Birmingham Electric Co. v. Kirkland

Decision Date11 October 1928
Docket Number6 Div. 176
Citation218 Ala. 429,118 So. 640
PartiesBIRMINGHAM ELECTRIC CO. v. KIRKLAND.
CourtAlabama Supreme Court

Rehearing Denied Nov. 30, 1928

Appeal from Circuit Court, Jefferson County; Richard V. Evans Judge.

Nesbit & Sadler, of Birmingham, for appellant.

Fort Beddow & Ray, of Birmingham, for appellee.

THOMAS J.

The case was given to the jury under count A. The other counts were withdrawn.

Assignment of error raises the question of the sufficiency of count A as against the demurrer directed thereto. The duty owing by defendant to the plaintiff was shown.

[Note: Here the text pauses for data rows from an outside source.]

// Copyright 2025 Rheostat Contributors
//
// Licensed under the Apache License, Version 2.0 (the "License");
// you may not use this file except in compliance with the License.
// You may obtain a copy of the License at
//
//     http://www.apache.org/licenses/LICENSE-2.0
//
// Unless required by applicable law or agreed to in writing, software
// distributed under the License is distributed on an "AS IS" BASIS,
// WITHOUT WARRANTIES OR CONDITIONS OF ANY KIND, either express or implied.
// See the License for the specific language governing permissions and
// limitations under the License.

use integration_tests::{exc_key, wait_until, TestEnvironment, THREE_MODES_RECIPE};
use rheostat_common::model::PROTOCOL_VERSION_MAJOR;
use rheostat_common::protocol::{read_frame, write_frame, ResultCode, RpcBody, RpcMessage};
use rheostat_daemon::model::exc::ExcState;
use rheostat_rtlib::RtLibError;
use std::time::Duration;
use test_r::test;

#[test]
async fn a_failed_actuation_quarantines_the_context() -> anyhow::Result<()> {
    let env = TestEnvironment::start(&[("demo", THREE_MODES_RECIPE)]).await?;
    let key = exc_key(100, 0);
    env.proxy.fail_mapping_for(key);

    let runtime = env.connect("worker", 100).await?;
    let exc = runtime.register("main", "demo").await?;
    exc.enable().await?;

    // Phase three fails for this context; the application observes a
    // failed synchronization.
    let error = exc.get_working_mode().await.unwrap_err();
    assert!(matches!(error, RtLibError::SyncFailed), "got {error:?}");

    // Retry rounds keep failing for now; poll past their transients.
    let services = env.services().clone();
    let proxy = env.proxy.clone();
    wait_until("context parked in silos", Duration::from_secs(2), || {
        let services = services.clone();
        let proxy = proxy.clone();
        async move {
            services
                .applications
                .get(key)
                .map(|descriptor| descriptor.state() == ExcState::Blocked)
                .unwrap_or(false)
                && proxy.is_quarantined(key)
                && services.accountant.active_booking(key).is_none()
        }
    })
    .await;

    // Once the actuation path heals, the pending work is retried and the
    // context leaves quarantine.
    env.proxy.heal_mapping_for(key);
    let services = env.services().clone();
    wait_until("context recovered from quarantine", Duration::from_secs(5), || {
        let services = services.clone();
        async move {
            services
                .applications
                .get(key)
                .map(|descriptor| descriptor.state() == ExcState::Running)
                .unwrap_or(false)
        }
    })
    .await;
    assert_eq!(exc.get_working_mode().await?.awm_id, 2);
    assert!(!env.proxy.is_quarantined(key));

    env.shutdown().await
}

#[test]
async fn a_version_mismatch_terminates_pairing() -> anyhow::Result<()> {
    let env = TestEnvironment::start(&[("demo", THREE_MODES_RECIPE)]).await?;

    let stream = tokio::net::UnixStream::connect(&env.socket).await?;
    let (mut reader, mut writer) = stream.into_split();
    write_frame(
        &mut writer,
        &RpcMessage {
            token: 1,
            app_pid: 999,
            exc_id: 0,
            body: RpcBody::AppPair {
                major: PROTOCOL_VERSION_MAJOR + 1,
                minor: 0,
                app_name: "ancient".to_string(),
            },
        },
    )
    .await?;

    let response = read_frame(&mut reader).await?.expect("a response frame");
    assert_eq!(
        response.body,
        RpcBody::Response {
            result: ResultCode::ProtocolMismatch
        }
    );
    // The daemon hangs up afterwards.
    assert!(read_frame(&mut reader).await?.is_none());

    env.shutdown().await
}
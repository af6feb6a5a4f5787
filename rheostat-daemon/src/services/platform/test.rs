// Copyright 2025 Rheostat Contributors
//
// Licensed under the Apache License, Version 2.0 (the "License");
// you may not use this file except in compliance with the License.
// You may obtain a copy of the License at
//
//     http://www.apache.org/licenses/LICENSE-2.0
//
// Unless required by applicable law or agreed to in writing, software
// distributed under the License is distributed on an "AS IS" BASIS,
// WITHOUT WARRANTIES OR CONDITIONS OF ANY KIND, either express or implied.
// See the License for the specific language governing permissions and
// limitations under the License.

//! In-memory proxy for tests: records every call and mirrors the control
//! group state a host proxy would have produced, without touching the
//! filesystem. Mapping failures can be injected per context to exercise
//! the quarantine path.

use crate::services::platform::{ExcBinding, PlatformError, PlatformProxy};
use crate::model::resource::{group_by_system, AssignmentMap};
use async_trait::async_trait;
use rheostat_common::model::ExcKey;
use std::collections::{HashMap, HashSet};
use std::sync::Mutex;

#[derive(Debug, Clone, Copy, PartialEq, Eq)]
pub enum PlatformCall {
    Setup(ExcKey),
    Map(ExcKey),
    Reclaim(ExcKey),
    Release(ExcKey),
    Refresh,
    Exit,
}

/// The control-group shape the host proxy would have written.
#[derive(Debug, Clone, Default, PartialEq, Eq)]
pub struct RecordedCgroup {
    pub cpus: Vec<u16>,
    pub mems: Vec<u16>,
    pub cfs_period_us: u64,
    pub cfs_quota_us: u64,
    pub memory_limit_bytes: Option<u64>,
    pub exclusive: bool,
}

#[derive(Default)]
pub struct TestPlatformProxy {
    journal: Mutex<Vec<PlatformCall>>,
    cgroups: Mutex<HashMap<ExcKey, RecordedCgroup>>,
    quarantined: Mutex<HashSet<ExcKey>>,
    failing: Mutex<HashSet<ExcKey>>,
}

impl TestPlatformProxy {
    pub fn new() -> Self {
        Self::default()
    }

    /// Makes the next and all further `map_resources` calls for the
    /// context fail, to drive phase-3 quarantine tests.
    pub fn fail_mapping_for(&self, exc: ExcKey) {
        self.failing.lock().unwrap().insert(exc);
    }

    pub fn heal_mapping_for(&self, exc: ExcKey) {
        self.failing.lock().unwrap().remove(&exc);
    }

    pub fn cgroup_of(&self, exc: ExcKey) -> Option<RecordedCgroup> {
        self.cgroups.lock().unwrap().get(&exc).cloned()
    }

    pub fn exists(&self, exc: ExcKey) -> bool {
        self.cgroups.lock().unwrap().contains_key(&exc)
    }

    pub fn is_quarantined(&self, exc: ExcKey) -> bool {
        self.quarantined.lock().unwrap().contains(&exc)
    }

    pub fn calls(&self) -> Vec<PlatformCall> {
        self.journal.lock().unwrap().clone()
    }

    fn record(&self, call: PlatformCall) {
        self.journal.lock().unwrap().push(call);
    }
}

#[async_trait]
impl PlatformProxy for TestPlatformProxy {
    fn id(&self) -> &'static str {
        "test"
    }

    async fn setup(&self, exc: &ExcBinding) -> Result<(), PlatformError> {
        self.record(PlatformCall::Setup(exc.key));
        self.cgroups
            .lock()
            .unwrap()
            .entry(exc.key)
            .or_default();
        Ok(())
    }

    async fn map_resources(
        &self,
        exc: &ExcBinding,
        assignment: &AssignmentMap,
        exclusive: bool,
    ) -> Result<(), PlatformError> {
        self.record(PlatformCall::Map(exc.key));
        if self.failing.lock().unwrap().contains(&exc.key) {
            return Err(PlatformError::MappingFailed {
                proxy: self.id(),
                exc: exc.key,
                reason: "injected failure".to_string(),
            });
        }

        let grants = group_by_system(assignment);
        let bandwidth: u64 = grants.iter().map(|grant| grant.cpu_bandwidth).sum();
        let memory_bytes: u64 = grants.iter().map(|grant| grant.memory_bytes).sum();
        let period = exc.cfs_period_us();

        let recorded = RecordedCgroup {
            cpus: grants
                .iter()
                .flat_map(|grant| grant.processing_elements.iter().copied())
                .collect(),
            mems: grants
                .iter()
                .flat_map(|grant| grant.memory_nodes.iter().copied())
                .collect(),
            cfs_period_us: period,
            cfs_quota_us: period * bandwidth / 100,
            memory_limit_bytes: (memory_bytes > 0).then_some(memory_bytes),
            exclusive,
        };
        self.cgroups.lock().unwrap().insert(exc.key, recorded);
        self.quarantined.lock().unwrap().remove(&exc.key);
        Ok(())
    }

    async fn reclaim_resources(&self, exc: &ExcBinding) -> Result<(), PlatformError> {
        self.record(PlatformCall::Reclaim(exc.key));
        self.quarantined.lock().unwrap().insert(exc.key);
        if let Some(cgroup) = self.cgroups.lock().unwrap().get_mut(&exc.key) {
            *cgroup = RecordedCgroup {
                cfs_period_us: cgroup.cfs_period_us,
                ..RecordedCgroup::default()
            };
        }
        Ok(())
    }

    async fn release(&self, exc: &ExcBinding) -> Result<(), PlatformError> {
        self.record(PlatformCall::Release(exc.key));
        self.cgroups.lock().unwrap().remove(&exc.key);
        self.quarantined.lock().unwrap().remove(&exc.key);
        Ok(())
    }

    async fn refresh(&self) -> Result<(), PlatformError> {
        self.record(PlatformCall::Refresh);
        Ok(())
    }

    async fn exit(&self) -> Result<(), PlatformError> {
        self.record(PlatformCall::Exit);
        self.cgroups.lock().unwrap().clear();
        Ok(())
    }
}
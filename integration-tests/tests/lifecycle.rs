// Copyright 2025 Rheostat Contributors
//
// Licensed under the Apache License, Version 2.0 (the "License");
// you may not use this file except in compliance with the License.
// You may obtain a copy of the License at
//
//     http://www.apache.org/licenses/LICENSE-2.0
//
// Unless required by applicable law or agreed to in writing, software
// distributed under the License is distributed on an "AS IS" BASIS,
// WITHOUT WARRANTIES OR CONDITIONS OF ANY KIND, either express or implied.
// See the License for the specific language governing permissions and
// limitations under the License.

use integration_tests::{exc_key, wait_until, TestEnvironment, MB, THREE_MODES_RECIPE};
use rheostat_daemon::model::exc::ExcState;
use rheostat_daemon::model::path::ResourcePath;
use std::time::Duration;
use test_r::test;

#[test]
async fn single_context_happy_path() -> anyhow::Result<()> {
    let env = TestEnvironment::start(&[("demo", THREE_MODES_RECIPE)]).await?;
    let runtime = env.connect("worker", 100).await?;
    let exc = runtime.register("main", "demo").await?;
    exc.enable().await?;

    // One round end to end: the highest-value mode wins.
    let assignment = exc.get_working_mode().await?;
    assert_eq!(assignment.awm_id, 2);
    assert_eq!(assignment.systems.len(), 1);
    assert_eq!(assignment.systems[0].nr_processing_elements, 2);
    assert_eq!(assignment.systems[0].cpu_bandwidth, 200);
    assert_eq!(assignment.systems[0].memory_bytes, 100 * MB);

    let key = exc_key(100, 0);
    let services = env.services();
    assert_eq!(services.applications.get(key)?.state(), ExcState::Running);

    // The ledger carries exactly the granted resources.
    let booked: u64 = (0..4)
        .map(|pe| {
            services
                .accountant
                .usage(&ResourcePath::processing_element(0, 0, pe))
        })
        .sum();
    assert_eq!(booked, 200);
    assert_eq!(
        services.accountant.usage(&ResourcePath::memory_node(0, 0)),
        100 * MB
    );

    // And the control group mirrors the ledger.
    let cgroup = env.proxy.cgroup_of(key).expect("control group exists");
    assert_eq!(cgroup.cpus, vec![0, 1]);
    assert_eq!(cgroup.memory_limit_bytes, Some(100 * MB));
    assert_eq!(cgroup.cfs_period_us, 100_000);
    assert_eq!(cgroup.cfs_quota_us, 200_000);

    env.shutdown().await
}

#[test]
async fn application_death_releases_everything() -> anyhow::Result<()> {
    let env = TestEnvironment::start(&[("demo", THREE_MODES_RECIPE)]).await?;
    let runtime = env.connect("worker", 100).await?;
    let exc = runtime.register("main", "demo").await?;
    exc.enable().await?;
    exc.get_working_mode().await?;

    let key = exc_key(100, 0);
    assert!(env.proxy.exists(key));

    // Abrupt channel teardown is the death signal.
    drop(exc);
    drop(runtime);

    let services = env.services().clone();
    let proxy = env.proxy.clone();
    wait_until("context finished and resources released", Duration::from_secs(2), || {
        let services = services.clone();
        let proxy = proxy.clone();
        async move {
            services.applications.get(key).is_err()
                && services.accountant.active_booking(key).is_none()
                && !proxy.exists(key)
        }
    })
    .await;
    assert_eq!(
        env.services()
            .accountant
            .usage(&ResourcePath::memory_node(0, 0)),
        0
    );

    env.shutdown().await
}

#[test]
async fn register_then_unregister_restores_the_ledger() -> anyhow::Result<()> {
    let env = TestEnvironment::start(&[("demo", THREE_MODES_RECIPE)]).await?;
    let before = env.services().accountant.active_used_sum();

    let runtime = env.connect("worker", 100).await?;
    let exc = runtime.register("main", "demo").await?;
    exc.enable().await?;
    exc.get_working_mode().await?;
    assert!(env.services().accountant.active_used_sum() > before);

    exc.unregister().await?;
    let services = env.services().clone();
    wait_until("ledger back to its pre-registration state", Duration::from_secs(2), || {
        let services = services.clone();
        async move { services.accountant.active_used_sum() == before }
    })
    .await;

    runtime.exit().await?;
    env.shutdown().await
}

The count was drawn upon the theory or the general rule of duty not to make dangerous and extraordinary use of the public highway as to cause the injury for which the suit was brought. Alabama By-Products Corp. v. Cosby, 217 Ala. 144, 115 So. 31. The substance of the count is as follows:

"*** The defendant's servants, agents, officers, or employees, while acting in line with and within the scope of their employment, did leave a greatly dangerous thing, to wit, a vessel in which a large fire was burning and from which there was being emitted much smoke and blazes and in which the coals of fire were glowing and which was about 15 inches high, exposed and unguarded with no barrier erected thereabout and with no protection to prevent small children from coming in contact therewith on the public streets in the city of Birmingham at, to wit, between Sixth and Seventh Aves. and Fortieth Street North."

The averment is that the defendant or its duly authorized agent, in the discharge of the duties of his employment, did leave a dangerous thing or agency in the public street, causing the injury to plaintiff. It cannot be urged successfully by defendant master, on demurrer, that the same is open to the inference that some other person than defendant or its authorized agent was responsible for the presence of such "dangerous thing" on the street, at the point and under the circumstances described, and that this caused the injury to plaintiff. As to this the averment is explicit. The leaving in the public street, unguarded, an inherently dangerous instrumentality raises the duty, at the time, place, and circumstances detailed, to exercise reasonable care that children and others rightfully there do not suffer injury from such unusual and dangerous condition or instrumentality. Alabama By-Products Corp. v. Cosby, 217 Ala. 144, 115 So. 31; Thompson v. Alexander City Cotton Mills, 190 Ala. 184, 67 So. 407, Ann.Cas.1917A, 721. Defendant was charged with the knowledge of the circumstances and reasonably probable injurious results that may come from such unguarded and dangerous condition or instrumentality placed by it in the street where the injured child had the right to be and was, when injured.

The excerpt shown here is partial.